(Collected data entries)
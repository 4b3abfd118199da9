use std::path::PathBuf;

use serde::{Deserialize, Serialize};

use crate::core::archive::archive_name;

/// Directory holding the worlds inside a modpack instance.
pub const INSTANCE_SAVES_DIR: &str = "saves";

/// How worlds are laid out under the saves root.
#[derive(Debug, Clone, Copy, Serialize, Deserialize, PartialEq, Eq, Hash)]
pub enum LayoutMode {
    /// Every immediate subdirectory is a world (`.minecraft/saves`).
    #[serde(rename = "vanilla", alias = "flat")]
    Flat,
    /// Every immediate subdirectory is a modpack instance holding its worlds
    /// under `<instance>/saves/<world>` (CurseForge `Instances`).
    #[serde(rename = "curseforge", alias = "nested", alias = "modded")]
    Nested,
}

impl LayoutMode {
    /// Name of the remote folder mirroring this layout.
    pub fn remote_folder_name(self) -> &'static str {
        match self {
            LayoutMode::Flat => "Vanilla",
            LayoutMode::Nested => "Modded",
        }
    }
}

impl std::fmt::Display for LayoutMode {
    fn fmt(&self, f: &mut std::fmt::Formatter<'_>) -> std::fmt::Result {
        match self {
            LayoutMode::Flat => write!(f, "vanilla"),
            LayoutMode::Nested => write!(f, "curseforge"),
        }
    }
}

impl std::str::FromStr for LayoutMode {
    type Err = String;

    fn from_str(raw: &str) -> Result<Self, Self::Err> {
        match raw.trim().to_ascii_lowercase().as_str() {
            "vanilla" | "flat" => Ok(LayoutMode::Flat),
            "curseforge" | "nested" | "modded" => Ok(LayoutMode::Nested),
            other => Err(format!(
                "unknown layout '{other}', expected 'vanilla' or 'curseforge'"
            )),
        }
    }
}

/// One world on local disk.
#[derive(Debug, Clone, PartialEq, Eq, Serialize)]
pub struct LocalWorldEntry {
    /// Modpack instance owning the world; `None` in the flat layout.
    pub instance: Option<String>,
    pub world: String,
    /// Absolute path of the world directory.
    pub path: PathBuf,
}

impl LocalWorldEntry {
    /// Correlation key shared with the remote side: `world1` or
    /// `instanceA/saves/survival`.
    pub fn key(&self) -> String {
        match &self.instance {
            Some(instance) => format!("{instance}/{INSTANCE_SAVES_DIR}/{}", self.world),
            None => self.world.clone(),
        }
    }

    /// Path relative to the saves root.
    pub fn relative_path(&self) -> PathBuf {
        match &self.instance {
            Some(instance) => PathBuf::from(instance)
                .join(INSTANCE_SAVES_DIR)
                .join(&self.world),
            None => PathBuf::from(&self.world),
        }
    }

    /// Title of the remote archive holding this world.
    pub fn archive_title(&self) -> String {
        archive_name(&self.world)
    }
}
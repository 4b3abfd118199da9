pub mod model;
pub mod tree;

pub use model::{LayoutMode, LocalWorldEntry, INSTANCE_SAVES_DIR};
pub use tree::SaveTree;
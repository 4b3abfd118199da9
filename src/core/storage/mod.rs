// ─── Storage Client ───
// Abstract remote object store plus the concrete backends.

pub mod drive;
pub mod memory;
pub mod model;
pub mod retry;

use async_trait::async_trait;
use md5::{Digest, Md5};
use tracing::{debug, info, warn};

use crate::core::error::{SyncError, SyncResult};

pub use drive::DriveStore;
pub use memory::MemoryStore;
pub use model::{EntryKind, EntryQuery, FileRef, FolderRef, RemoteEntry};
pub use retry::{RetryPolicy, RetryingStore};

/// Remote folder/file store the sync engine talks to.
///
/// Every call is a remote round trip: slow, possibly failing, and never
/// atomic with respect to other calls. A second actor may interleave.
#[async_trait]
pub trait StorageClient: Send + Sync {
    /// Short backend name for logs.
    fn name(&self) -> &str;

    async fn query(&self, query: &EntryQuery) -> SyncResult<Vec<RemoteEntry>>;

    async fn create_folder(&self, name: &str, parent: Option<&FolderRef>)
        -> SyncResult<FolderRef>;

    async fn upload_content(
        &self,
        parent: &FolderRef,
        title: &str,
        bytes: Vec<u8>,
    ) -> SyncResult<FileRef>;

    /// Delete a file or a folder (with everything below it).
    async fn delete_entry(&self, id: &str) -> SyncResult<()>;

    async fn download_content(&self, file: &FileRef) -> SyncResult<Vec<u8>>;

    /// Canonical folder called `name` under `parent`.
    ///
    /// The store does not enforce unique names, so two actors can create
    /// duplicates. The one with the smallest id wins so that every caller
    /// settles on the same folder.
    async fn find_folder(
        &self,
        name: &str,
        parent: Option<&FolderRef>,
    ) -> SyncResult<Option<FolderRef>> {
        let mut folders: Vec<FolderRef> = self
            .query(&EntryQuery::folder_named(name, parent))
            .await?
            .iter()
            .filter_map(RemoteEntry::as_folder)
            .collect();
        folders.sort_by(|a, b| a.id.cmp(&b.id));

        if folders.len() > 1 {
            warn!(
                "{} folders named '{}' found, using {}",
                folders.len(),
                name,
                folders[0].id
            );
        }

        Ok(folders.into_iter().next())
    }

    async fn list_children(&self, folder: &FolderRef) -> SyncResult<Vec<RemoteEntry>> {
        self.query(&EntryQuery::children_of(folder)).await
    }
}

/// Find-or-create. Calling it twice for the same (name, parent) returns the
/// same folder and creates at most one.
pub async fn resolve_folder(
    store: &dyn StorageClient,
    name: &str,
    parent: Option<&FolderRef>,
) -> SyncResult<FolderRef> {
    if let Some(folder) = store.find_folder(name, parent).await? {
        debug!("Using remote folder '{}' ({})", name, folder.id);
        return Ok(folder);
    }

    let folder = store.create_folder(name, parent).await?;
    info!("Created remote folder '{}' ({})", name, folder.id);
    Ok(folder)
}

/// Download a file and check it against the store's checksum when present.
pub async fn download_verified(store: &dyn StorageClient, file: &FileRef) -> SyncResult<Vec<u8>> {
    let bytes = store.download_content(file).await?;

    if let Some(expected) = file.md5.as_deref() {
        let actual = md5_hex(&bytes);
        if !actual.eq_ignore_ascii_case(expected) {
            return Err(SyncError::Md5Mismatch {
                title: file.title.clone(),
                expected: expected.to_string(),
                actual,
            });
        }
    }

    Ok(bytes)
}

pub fn md5_hex(bytes: &[u8]) -> String {
    let mut hasher = Md5::new();
    hasher.update(bytes);
    hex::encode(hasher.finalize())
}

#[cfg(test)]
mod tests {
    use super::*;

    #[tokio::test]
    async fn resolve_folder_is_idempotent() {
        let store = MemoryStore::new();

        let first = resolve_folder(&store, "MinecraftBackups", None).await.unwrap();
        let second = resolve_folder(&store, "MinecraftBackups", None).await.unwrap();

        assert_eq!(first, second);
        assert_eq!(store.folders_created().await, 1);
    }

    #[tokio::test]
    async fn resolve_folder_scopes_by_parent() {
        let store = MemoryStore::new();
        let root = resolve_folder(&store, "MinecraftBackups", None).await.unwrap();

        let vanilla = resolve_folder(&store, "Vanilla", Some(&root)).await.unwrap();
        let modded = resolve_folder(&store, "Modded", Some(&root)).await.unwrap();
        let vanilla_again = resolve_folder(&store, "Vanilla", Some(&root)).await.unwrap();

        assert_ne!(vanilla, modded);
        assert_eq!(vanilla, vanilla_again);
        assert_eq!(store.folders_created().await, 3);
    }

    #[tokio::test]
    async fn duplicate_folders_resolve_to_smallest_id() {
        let store = MemoryStore::new();
        let first = store.create_folder("Vanilla", None).await.unwrap();
        let _second = store.create_folder("Vanilla", None).await.unwrap();

        let found = store.find_folder("Vanilla", None).await.unwrap();
        assert_eq!(found, Some(first));
    }

    #[tokio::test]
    async fn download_verified_rejects_corrupt_content() {
        let store = MemoryStore::new();
        let root = store.create_folder("root", None).await.unwrap();
        let mut file = store
            .upload_content(&root, "world.zip", b"payload".to_vec())
            .await
            .unwrap();

        assert_eq!(download_verified(&store, &file).await.unwrap(), b"payload");

        file.md5 = Some(md5_hex(b"something else"));
        let err = download_verified(&store, &file).await.unwrap_err();
        assert!(matches!(err, SyncError::Md5Mismatch { .. }));
    }
}
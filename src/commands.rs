use serde::Serialize;
use tracing::{info, warn};

use crate::cli::{Cli, Command};
use crate::core::config::Config;
use crate::core::error::{SyncError, SyncResult};
use crate::core::identity::{load_or_create_machine_id, GateState, IdentityGate};
use crate::core::lifecycle::SysinfoGame;
use crate::core::saves::LayoutMode;
use crate::core::session::{LaunchOptions, Session};
use crate::core::status::{JsonLinesSink, NullSink, StatusSink};
use crate::core::storage::{DriveStore, MemoryStore, RetryPolicy, RetryingStore, StorageClient};
use crate::core::sync::{SyncEngine, SyncReport};

/// `craftsync status` output.
#[derive(Debug, Serialize)]
pub struct StatusSummary {
    pub machine_id: String,
    pub local_marker_path: String,
    pub layout: LayoutMode,
    pub saves_root: String,
    pub cloud_root: String,
    pub store: String,
    pub local_worlds: usize,
    pub local_marker: Option<String>,
    pub gate: GateState,
}

fn build_store(config: &Config, memory: bool) -> SyncResult<Box<dyn StorageClient>> {
    if memory {
        warn!("Using the in-memory store, nothing will reach the cloud");
        return Ok(Box::new(MemoryStore::new()));
    }

    let token = config.drive_token.as_deref().ok_or_else(|| {
        SyncError::Config(
            "no Drive access token: pass --drive-token, set CRAFTSYNC_DRIVE_TOKEN or use --memory-store"
                .into(),
        )
    })?;
    Ok(Box::new(RetryingStore::new(
        DriveStore::new(token)?,
        RetryPolicy::default(),
    )))
}

fn print_json<T: Serialize>(value: &T) -> SyncResult<()> {
    println!("{}", serde_json::to_string_pretty(value)?);
    Ok(())
}

fn log_report(pass: &str, report: &SyncReport) {
    for failure in &report.failures {
        warn!("{} failed for {}: {}", pass, failure.item, failure.error);
    }
    if !report.kept.is_empty() {
        info!("{} kept {} previous remote entries", pass, report.kept.len());
    }
}

/// Resolve configuration, then dispatch the requested command.
///
/// Configuration problems surface here, before any remote call.
pub async fn execute(cli: Cli) -> SyncResult<()> {
    let config = Config::resolve(cli.options.overrides())?;
    config.validate()?;
    info!(
        "Layout {} at {:?}, cloud root '{}'",
        config.layout, config.saves_root, config.cloud_root
    );

    let machine_id = load_or_create_machine_id(&config.machine_id_path)?;
    let store = build_store(&config, cli.options.memory_store)?;
    let store: &dyn StorageClient = store.as_ref();

    let engine = SyncEngine::new(config.saves_tree(), config.cloud_root.clone());
    let gate = IdentityGate::new(machine_id, &config.saves_root);
    let game = SysinfoGame::new();

    let command = cli.command.unwrap_or(Command::Run);
    let stdout_sink;
    let sink: &dyn StatusSink = match command {
        Command::Run => {
            stdout_sink = JsonLinesSink::stdout();
            &stdout_sink
        }
        _ => &NullSink,
    };

    let session = Session::new(
        engine,
        gate,
        store,
        &game,
        sink,
        LaunchOptions::from(&config),
    );

    match command {
        Command::Run => {
            let outcome = session.run().await?;
            if let Some(report) = &outcome.restore {
                log_report("Restore", report);
            }
            if let Some(report) = &outcome.upload {
                log_report("Upload", report);
            }
            info!("Run finished");
        }
        Command::Upload => {
            let report = session.upload().await?;
            log_report("Upload", &report);
            print_json(&report)?;
        }
        Command::Restore { force } => {
            let (_, report) = session.restore_if_needed(force).await?;
            match report {
                Some(report) => {
                    log_report("Restore", &report);
                    print_json(&report)?;
                }
                None => info!("Nothing restored, pass --force to restore anyway"),
            }
        }
        Command::Status => {
            let gate = session.check_identity().await?;
            let local_worlds = config.saves_tree().list_entries().await?.len();
            let local_marker = session
                .gate()
                .local_marker()
                .await?
                .map(|marker| marker.machine_id);
            print_json(&StatusSummary {
                machine_id: session.gate().machine_id().to_string(),
                local_marker_path: session.gate().local_marker_path().display().to_string(),
                layout: config.layout,
                saves_root: config.saves_root.display().to_string(),
                cloud_root: config.cloud_root.clone(),
                store: store.name().to_string(),
                local_worlds,
                local_marker,
                gate,
            })?;
        }
    }

    Ok(())
}
// ─── Lifecycle Controller ───
// Finds the running game, starts the launcher and waits on the game process.

pub mod process;
pub mod wait;

use std::path::Path;

pub use process::{is_minecraft_process, SysinfoGame};
pub use wait::{wait_until_exited, wait_until_running, DEFAULT_POLL_INTERVAL};

/// The external game as seen from a sync run.
pub trait GameProcess: Send + Sync {
    fn is_running(&self) -> bool;

    /// Start the launcher at `launcher`. Returns `false` when nothing could
    /// be started; the caller carries on regardless.
    fn launch(&self, launcher: &Path) -> bool;
}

*What needs to be done*:
From the first line of the records above to the line that contains "Correlation key shared", quote each line exactly.

*Solution to this problem*:
repository 4b3abfd118199da9
use std::path::PathBuf;

use serde::{Deserialize, Serialize};

use crate::core::archive::archive_name;

/// Directory holding the worlds inside a modpack instance.
pub const INSTANCE_SAVES_DIR: &str = "saves";

/// How worlds are laid out under the saves root.
#[derive(Debug, Clone, Copy, Serialize, Deserialize, PartialEq, Eq, Hash)]
pub enum LayoutMode {
    /// Every immediate subdirectory is a world (`.minecraft/saves`).
    #[serde(rename = "vanilla", alias = "flat")]
    Flat,
    /// Every immediate subdirectory is a modpack instance holding its worlds
    /// under `<instance>/saves/<world>` (CurseForge `Instances`).
    #[serde(rename = "curseforge", alias = "nested", alias = "modded")]
    Nested,
}

impl LayoutMode {
    /// Name of the remote folder mirroring this layout.
    pub fn remote_folder_name(self) -> &'static str {
        match self {
            LayoutMode::Flat => "Vanilla",
            LayoutMode::Nested => "Modded",
        }
    }
}

impl std::fmt::Display for LayoutMode {
    fn fmt(&self, f: &mut std::fmt::Formatter<'_>) -> std::fmt::Result {
        match self {
            LayoutMode::Flat => write!(f, "vanilla"),
            LayoutMode::Nested => write!(f, "curseforge"),
        }
    }
}

impl std::str::FromStr for LayoutMode {
    type Err = String;

    fn from_str(raw: &str) -> Result<Self, Self::Err> {
        match raw.trim().to_ascii_lowercase().as_str() {
            "vanilla" | "flat" => Ok(LayoutMode::Flat),
            "curseforge" | "nested" | "modded" => Ok(LayoutMode::Nested),
            other => Err(format!(
                "unknown layout '{other}', expected 'vanilla' or 'curseforge'"
            )),
        }
    }
}

/// One world on local disk.
#[derive(Debug, Clone, PartialEq, Eq, Serialize)]
pub struct LocalWorldEntry {
    /// Modpack instance owning the world; `None` in the flat layout.
    pub instance: Option<String>,
    pub world: String,
    /// Absolute path of the world directory.
    pub path: PathBuf,
}

impl LocalWorldEntry {
    /// Correlation key shared with the remote side: `world1` or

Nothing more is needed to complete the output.